The Bipartisan Infrastructure Framework invests nearly $50 billion to build resilience to wildfires and helps western communities prepare for droughts. Last year, the United States faced 22 extreme weather and climate-related disaster events with loses over $1 billion – a cumulative price tag of nearly $100 billion. The bipartisan infrastructure framework will help the country prepare for those events by investing in forest management and upgrades to critical infrastructure — like elevating buildings, roads, and bridges, hardening physical infrastructure, and winterizing the power grid – as well as funding state and local infrastructure improvements and emergency response strategies, such as planning grants to support development of evacuation routes or upgrading community shelters. The Framework will also make it easier for low-income families to buy flood insurance. And it will help Western farmers, ranchers, tribes, families, and communities better prepare for future droughts. It will invest in ecosystem restoration, such as the restoration of wetlands that can reduce flood risk for communities.
Invest in extreme wildfire protection through the FY 2022 Budget.
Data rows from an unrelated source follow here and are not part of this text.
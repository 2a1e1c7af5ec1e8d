//! Durable backend on RocksDB.
//!
//! JSON values under printable prefix keys. Secondary indexes embed an
//! inverted millisecond timestamp (`u64::MAX - ts`, big-endian hex) so a
//! forward prefix scan yields newest-first ordering. Multi-key mutations go
//! through a single `WriteBatch`, which keeps the money-moving operations
//! crash-atomic; a per-user mutex serializes balance read-modify-write.

use async_trait::async_trait;
use chrono::{DateTime, Utc};
use dashmap::DashMap;
use rocksdb::{Direction, IteratorMode, Options, WriteBatch, DB};
use std::path::Path;
use std::sync::Arc;
use tokio::sync::Mutex;
use uuid::Uuid;

use super::{BetStore, HistoryStore, OverrideStore, RoundStore, UserStore};
use crate::config::StorageConfig;
use crate::errors::{GameError, GameResult, StoreError};
use crate::period::Period;
use crate::types::{Bet, BetResult, HistoryRecord, Round, ScheduledOutcome, UserAccount};

const ROUND_PREFIX: &str = "round:period:";
const ROUND_CURRENT_KEY: &[u8] = b"round:current";
const ROUND_COMPLETED_PREFIX: &str = "round:index:completed:";
const BET_PREFIX: &str = "bet:id:";
const BET_PERIOD_INDEX_PREFIX: &str = "bet:index:period:";
const BET_USER_INDEX_PREFIX: &str = "bet:index:user:";
const USER_PREFIX: &str = "user:";
const OVERRIDE_PREFIX: &str = "override:";
const HISTORY_PREFIX: &str = "history:user:";

pub struct RocksStore {
    db: Arc<DB>,
    user_locks: DashMap<String, Arc<Mutex<()>>>,
}

fn inverted_ts(t: DateTime<Utc>) -> String {
    let millis = t.timestamp_millis().max(0) as u64;
    hex::encode((u64::MAX - millis).to_be_bytes())
}

impl RocksStore {
    pub fn open<P: AsRef<Path>>(path: P, config: &StorageConfig) -> GameResult<Self> {
        let mut opts = Options::default();
        opts.create_if_missing(true);
        opts.set_write_buffer_size(config.write_buffer_size_mb * 1024 * 1024);
        opts.set_max_write_buffer_number(config.max_write_buffer_number);
        opts.set_compression_type(rocksdb::DBCompressionType::Lz4);

        let db = DB::open(&opts, path).map_err(StoreError::from)?;
        Ok(Self {
            db: Arc::new(db),
            user_locks: DashMap::new(),
        })
    }

    fn user_lock(&self, user_id: &str) -> Arc<Mutex<()>> {
        self.user_locks
            .entry(user_id.to_string())
            .or_insert_with(|| Arc::new(Mutex::new(())))
            .clone()
    }

    fn get_json<T: serde::de::DeserializeOwned>(&self, key: &[u8]) -> Result<Option<T>, StoreError> {
        match self.db.get(key)? {
            Some(bytes) => Ok(Some(serde_json::from_slice(&bytes)?)),
            None => Ok(None),
        }
    }

    fn scan_prefix(&self, prefix: &str, limit: usize) -> Result<Vec<(Vec<u8>, Vec<u8>)>, StoreError> {
        let mut rows = Vec::new();
        let iter = self
            .db
            .iterator(IteratorMode::From(prefix.as_bytes(), Direction::Forward));
        for item in iter {
            let (key, value) = item?;
            if !key.starts_with(prefix.as_bytes()) {
                break;
            }
            rows.push((key.to_vec(), value.to_vec()));
            if rows.len() >= limit {
                break;
            }
        }
        Ok(rows)
    }

    fn load_bet(&self, bet_id: Uuid) -> Result<Option<Bet>, StoreError> {
        self.get_json(format!("{}{}", BET_PREFIX, bet_id).as_bytes())
    }

    fn load_user(&self, user_id: &str) -> Result<Option<UserAccount>, StoreError> {
        self.get_json(format!("{}{}", USER_PREFIX, user_id).as_bytes())
    }

    /// The trailing key segment after the last `:` separator.
    fn key_suffix(key: &[u8]) -> Option<&str> {
        let text = std::str::from_utf8(key).ok()?;
        text.rsplit(':').next()
    }
}

#[async_trait]
impl RoundStore for RocksStore {
    async fn insert_round(&self, round: &Round) -> GameResult<()> {
        let key = format!("{}{}", ROUND_PREFIX, round.period);
        if self.db.get(key.as_bytes()).map_err(StoreError::from)?.is_some() {
            return Err(GameError::DuplicatePeriod(round.period.clone()));
        }

        let bytes = serde_json::to_vec(round).map_err(StoreError::from)?;
        let mut batch = WriteBatch::default();
        batch.put(key.as_bytes(), &bytes);
        batch.put(ROUND_CURRENT_KEY, round.period.as_str().as_bytes());
        self.db.write(batch).map_err(StoreError::from)?;
        Ok(())
    }

    async fn update_round(&self, round: &Round) -> GameResult<()> {
        let key = format!("{}{}", ROUND_PREFIX, round.period);
        if self.db.get(key.as_bytes()).map_err(StoreError::from)?.is_none() {
            return Err(StoreError::NotFound(format!("round {}", round.period)).into());
        }

        let bytes = serde_json::to_vec(round).map_err(StoreError::from)?;
        let mut batch = WriteBatch::default();
        batch.put(key.as_bytes(), &bytes);
        if round.is_completed {
            batch.delete(ROUND_CURRENT_KEY);
            let index_key = format!(
                "{}{}:{}",
                ROUND_COMPLETED_PREFIX,
                inverted_ts(round.start_time),
                round.period
            );
            batch.put(index_key.as_bytes(), round.period.as_str().as_bytes());
        }
        self.db.write(batch).map_err(StoreError::from)?;
        Ok(())
    }

    async fn round(&self, period: &Period) -> GameResult<Option<Round>> {
        Ok(self.get_json(format!("{}{}", ROUND_PREFIX, period).as_bytes())?)
    }

    async fn current_round(&self) -> GameResult<Option<Round>> {
        let Some(bytes) = self.db.get(ROUND_CURRENT_KEY).map_err(StoreError::from)? else {
            return Ok(None);
        };
        let period = Period::from(
            String::from_utf8(bytes)
                .map_err(|e| StoreError::Inconsistent(format!("current round pointer: {}", e)))?,
        );
        let round: Option<Round> = self.get_json(format!("{}{}", ROUND_PREFIX, period).as_bytes())?;
        // A stale pointer left by a partial shutdown is treated as absent.
        Ok(round.filter(|r| !r.is_completed))
    }

    async fn completed_rounds(&self, limit: usize) -> GameResult<Vec<Round>> {
        let rows = self.scan_prefix(ROUND_COMPLETED_PREFIX, limit)?;
        let mut rounds = Vec::with_capacity(rows.len());
        for (_key, value) in rows {
            let period = Period::from(
                String::from_utf8(value)
                    .map_err(|e| StoreError::Inconsistent(format!("completed index: {}", e)))?,
            );
            if let Some(round) = self.get_json(format!("{}{}", ROUND_PREFIX, period).as_bytes())? {
                rounds.push(round);
            }
        }
        Ok(rounds)
    }
}

#[async_trait]
impl BetStore for RocksStore {
    async fn place_bet(&self, bet: &Bet) -> GameResult<f64> {
        let lock = self.user_lock(&bet.user_id);
        let _guard = lock.lock().await;

        let mut user = self
            .load_user(&bet.user_id)?
            .ok_or_else(|| GameError::UserNotFound(bet.user_id.clone()))?;
        if user.balance < bet.amount {
            return Err(GameError::InsufficientBalance {
                balance: user.balance,
                required: bet.amount,
            });
        }
        user.balance -= bet.amount;

        let mut batch = WriteBatch::default();
        batch.put(
            format!("{}{}", USER_PREFIX, user.id).as_bytes(),
            &serde_json::to_vec(&user).map_err(StoreError::from)?,
        );
        batch.put(
            format!("{}{}", BET_PREFIX, bet.id).as_bytes(),
            &serde_json::to_vec(bet).map_err(StoreError::from)?,
        );
        batch.put(
            format!("{}{}:{}", BET_PERIOD_INDEX_PREFIX, bet.period, bet.id).as_bytes(),
            b"",
        );
        batch.put(
            format!(
                "{}{}:{}:{}",
                BET_USER_INDEX_PREFIX,
                bet.user_id,
                inverted_ts(bet.placed_at),
                bet.id
            )
            .as_bytes(),
            b"",
        );
        self.db.write(batch).map_err(StoreError::from)?;
        Ok(user.balance)
    }

    async fn settle_bet(
        &self,
        bet_id: Uuid,
        result: &BetResult,
        history: &HistoryRecord,
    ) -> GameResult<bool> {
        let bet = self
            .load_bet(bet_id)?
            .ok_or_else(|| StoreError::NotFound(format!("bet {}", bet_id)))?;
        if bet.result.is_some() {
            return Ok(false);
        }

        let lock = self.user_lock(&bet.user_id);
        let _guard = lock.lock().await;

        // Re-check under the lock so a retried settlement cannot pay twice.
        let mut bet = self
            .load_bet(bet_id)?
            .ok_or_else(|| StoreError::NotFound(format!("bet {}", bet_id)))?;
        if bet.result.is_some() {
            return Ok(false);
        }
        bet.result = Some(result.clone());

        let mut batch = WriteBatch::default();
        if result.won {
            let mut user = self
                .load_user(&bet.user_id)?
                .ok_or_else(|| GameError::UserNotFound(bet.user_id.clone()))?;
            user.balance += result.payout;
            batch.put(
                format!("{}{}", USER_PREFIX, user.id).as_bytes(),
                &serde_json::to_vec(&user).map_err(StoreError::from)?,
            );
        }
        batch.put(
            format!("{}{}", BET_PREFIX, bet.id).as_bytes(),
            &serde_json::to_vec(&bet).map_err(StoreError::from)?,
        );
        batch.put(
            format!(
                "{}{}:{}:{}",
                HISTORY_PREFIX,
                bet.user_id,
                inverted_ts(result.settled_at),
                bet.id
            )
            .as_bytes(),
            &serde_json::to_vec(history).map_err(StoreError::from)?,
        );
        self.db.write(batch).map_err(StoreError::from)?;
        Ok(true)
    }

    async fn bets_for_period(&self, period: &Period) -> GameResult<Vec<Bet>> {
        let prefix = format!("{}{}:", BET_PERIOD_INDEX_PREFIX, period);
        let rows = self.scan_prefix(&prefix, usize::MAX)?;
        let mut bets = Vec::with_capacity(rows.len());
        for (key, _value) in rows {
            let Some(id_text) = Self::key_suffix(&key) else {
                continue;
            };
            let bet_id = Uuid::parse_str(id_text)
                .map_err(|e| StoreError::Inconsistent(format!("bet index key: {}", e)))?;
            if let Some(bet) = self.load_bet(bet_id)? {
                bets.push(bet);
            }
        }
        bets.sort_by(|a, b| a.placed_at.cmp(&b.placed_at));
        Ok(bets)
    }

    async fn bets_for_user(&self, user_id: &str, limit: usize) -> GameResult<Vec<Bet>> {
        let prefix = format!("{}{}:", BET_USER_INDEX_PREFIX, user_id);
        let rows = self.scan_prefix(&prefix, limit)?;
        let mut bets = Vec::with_capacity(rows.len());
        for (key, _value) in rows {
            let Some(id_text) = Self::key_suffix(&key) else {
                continue;
            };
            let bet_id = Uuid::parse_str(id_text)
                .map_err(|e| StoreError::Inconsistent(format!("bet index key: {}", e)))?;
            if let Some(bet) = self.load_bet(bet_id)? {
                bets.push(bet);
            }
        }
        Ok(bets)
    }
}

#[async_trait]
impl UserStore for RocksStore {
    async fn user(&self, user_id: &str) -> GameResult<Option<UserAccount>> {
        Ok(self.load_user(user_id)?)
    }

    async fn upsert_user(&self, user: &UserAccount) -> GameResult<()> {
        let bytes = serde_json::to_vec(user).map_err(StoreError::from)?;
        self.db
            .put(format!("{}{}", USER_PREFIX, user.id).as_bytes(), &bytes)
            .map_err(StoreError::from)?;
        Ok(())
    }
}

#[async_trait]
impl OverrideStore for RocksStore {
    async fn active_override(&self, now: DateTime<Utc>) -> GameResult<Option<ScheduledOutcome>> {
        let rows = self.scan_prefix(OVERRIDE_PREFIX, usize::MAX)?;
        let mut best: Option<ScheduledOutcome> = None;
        for (_key, value) in rows {
            let outcome: ScheduledOutcome =
                serde_json::from_slice(&value).map_err(StoreError::from)?;
            if !outcome.applies_at(now) {
                continue;
            }
            if best
                .as_ref()
                .map(|b| outcome.start_time > b.start_time)
                .unwrap_or(true)
            {
                best = Some(outcome);
            }
        }
        Ok(best)
    }

    async fn insert_override(&self, outcome: &ScheduledOutcome) -> GameResult<()> {
        if outcome.number > 9 {
            return Err(GameError::InvalidOverride(format!(
                "number {} is outside 0-9",
                outcome.number
            )));
        }
        let bytes = serde_json::to_vec(outcome).map_err(StoreError::from)?;
        // Most recently started sorts first, matching the tie-break rule.
        let key = format!(
            "{}{}:{}",
            OVERRIDE_PREFIX,
            inverted_ts(outcome.start_time),
            outcome.id
        );
        self.db
            .put(key.as_bytes(), &bytes)
            .map_err(StoreError::from)?;
        Ok(())
    }
}

#[async_trait]
impl HistoryStore for RocksStore {
    async fn history_for_user(
        &self,
        user_id: &str,
        limit: usize,
    ) -> GameResult<Vec<HistoryRecord>> {
        let prefix = format!("{}{}:", HISTORY_PREFIX, user_id);
        let rows = self.scan_prefix(&prefix, limit)?;
        let mut records = Vec::with_capacity(rows.len());
        for (_key, value) in rows {
            records.push(serde_json::from_slice(&value).map_err(StoreError::from)?);
        }
        Ok(records)
    }
}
The FY 2022 President’s Budget includes over $30 billion in FY 2022 to support wildfire management and related activities and disaster relief. This funding is necessary in order to ensure we have the resources necessary to better prepare and respond to wildfires and protect communities.
More effective treatment of hazardous fuels. This Administration understands the need to address forest management in the prevention of wildfires. The President’s FY 2022 Budget has proposed a 62% increase in hazardous fuels funding across USFS and DOI. This funding is used to reduce wildfire hazards by addressing the excessive accumulation of biomass (i.e., “hazardous fuels”) in targeted locations. Investments in FY 2022 will be informed by a scientific, outcome-based national investment model that targets land treatments to areas where they can be most effective in protecting communities. The USFS and DOI have identified more than 4 million acres that could be treated this year with the funding requested in the FY 2022 Budget. The Administration looks forward to working with Congress to fully fund this critical program.